*** Opening EXTRACTED INFORMATION ***

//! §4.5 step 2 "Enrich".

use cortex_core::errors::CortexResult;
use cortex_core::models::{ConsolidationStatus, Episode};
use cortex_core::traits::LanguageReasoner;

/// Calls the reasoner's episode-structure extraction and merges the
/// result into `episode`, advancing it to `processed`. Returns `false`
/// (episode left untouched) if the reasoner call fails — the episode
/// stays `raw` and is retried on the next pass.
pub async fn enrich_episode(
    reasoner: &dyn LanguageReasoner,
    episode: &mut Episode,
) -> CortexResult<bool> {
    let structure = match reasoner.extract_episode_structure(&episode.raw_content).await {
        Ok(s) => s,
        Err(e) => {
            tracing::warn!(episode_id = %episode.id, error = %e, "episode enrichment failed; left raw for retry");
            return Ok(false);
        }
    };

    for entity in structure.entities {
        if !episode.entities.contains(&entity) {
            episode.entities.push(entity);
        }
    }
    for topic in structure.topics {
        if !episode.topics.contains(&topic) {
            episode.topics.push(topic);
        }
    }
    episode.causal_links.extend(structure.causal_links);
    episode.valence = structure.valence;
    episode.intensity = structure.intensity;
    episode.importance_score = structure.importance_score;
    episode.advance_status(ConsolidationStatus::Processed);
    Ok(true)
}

*** Closing EXTRACTED INFORMATION ***

▶ _ACTIVITY_: Of the lines above, copy each that contains "ConsolidationStatus".

▶ _SOLUTION_:
use cortex_core::models::{ConsolidationStatus, Episode};
    episode.advance_status(ConsolidationStatus::Processed);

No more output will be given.